Studying the Effect of Material and Geometry on Perceptual Outdoor Illumination.

Understanding and modeling perceived properties of sky-dome illumination is an important but challenging problem due to the interplay of several factors such as the materials and geometries of the objects present in the scene being observed. Existing models of sky-dome illumination focus on the physical properties of the sky. However, these parametric models often do not align well with the properties perceived by a human observer. In this work, drawing inspiration from the Hosek-Wilkie sky-dome model, we investigate the perceptual properties of outdoor illumination. For this purpose, we perform a large-scale user study via crowdsourcing to collect a dataset of perceived illumination properties (scattering, glare, and brightness) for different combinations of geometries and materials under a variety of outdoor illuminations, totaling 5,000 distinct images. We perform a thorough statistical analysis of the collected data which reveals several interesting effects.
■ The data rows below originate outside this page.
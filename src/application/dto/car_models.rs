use crate::domain::car_model::{CarColor, CarModel, GalleryImage};
use chrono::{DateTime, Utc};
use serde::{Deserialize, Serialize};
use utoipa::ToSchema;

use super::{serde_flag, serde_time};

#[derive(Debug, Clone, PartialEq, Eq, Serialize, Deserialize, ToSchema)]
pub struct CarColorDto {
    pub name: String,
    pub hex_code: String,
    #[serde(default)]
    pub image_url: Option<String>,
}

impl From<CarColor> for CarColorDto {
    fn from(color: CarColor) -> Self {
        Self {
            name: color.name,
            hex_code: color.hex_code,
            image_url: color.image_url,
        }
    }
}

#[derive(Debug, Clone, PartialEq, Eq, Serialize, Deserialize, ToSchema)]
pub struct GalleryImageDto {
    pub url: String,
    #[serde(default)]
    pub alt: Option<String>,
}

impl From<GalleryImage> for GalleryImageDto {
    fn from(image: GalleryImage) -> Self {
        Self {
            url: image.url,
            alt: image.alt,
        }
    }
}

#[derive(Debug, Clone, Serialize, Deserialize, ToSchema)]
pub struct CarModelDto {
    pub id: i64,
    pub name: String,
    pub slug: String,
    pub category: String,
    pub tagline: Option<String>,
    pub description: Option<String>,
    pub starting_price: Option<i64>,
    pub main_image_url: Option<String>,
    pub brochure_url: Option<String>,
    pub features: Vec<String>,
    pub colors: Vec<CarColorDto>,
    pub gallery: Vec<GalleryImageDto>,
    #[serde(with = "serde_flag")]
    #[schema(value_type = u8, minimum = 0, maximum = 1)]
    pub published: bool,
    pub display_order: i32,
    #[serde(with = "serde_time")]
    pub created_at: DateTime<Utc>,
    #[serde(with = "serde_time")]
    pub updated_at: DateTime<Utc>,
}

impl From<CarModel> for CarModelDto {
    fn from(model: CarModel) -> Self {
        Self {
            id: model.id.into(),
            name: model.name.into_inner(),
            slug: model.slug.into_inner(),
            category: model.category.into_inner(),
            tagline: model.tagline,
            description: model.description,
            starting_price: model.starting_price,
            main_image_url: model.main_image_url,
            brochure_url: model.brochure_url,
            features: model.features,
            colors: model.colors.into_iter().map(Into::into).collect(),
            gallery: model.gallery.into_iter().map(Into::into).collect(),
            published: model.published,
            display_order: model.display_order,
            created_at: model.created_at,
            updated_at: model.updated_at,
        }
    }
}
For instance, our analysis shows that when there are objects in the scene made of rough materials, the perceived scattering of the sky increases. Furthermore, we utilize our extensive collection of images and their corresponding perceptual attributes to train a predictor. This predictor, when provided with a single image as input, generates an estimation of perceived illumination properties that align with human perceptual judgments. Accurately estimating perceived illumination properties can greatly enhance the overall quality of integrating virtual objects into real scene photographs. Consequently, we showcase various applications of our predictor. For instance, we demonstrate its utility as a luminance editing tool for showcasing virtual objects in outdoor scenes.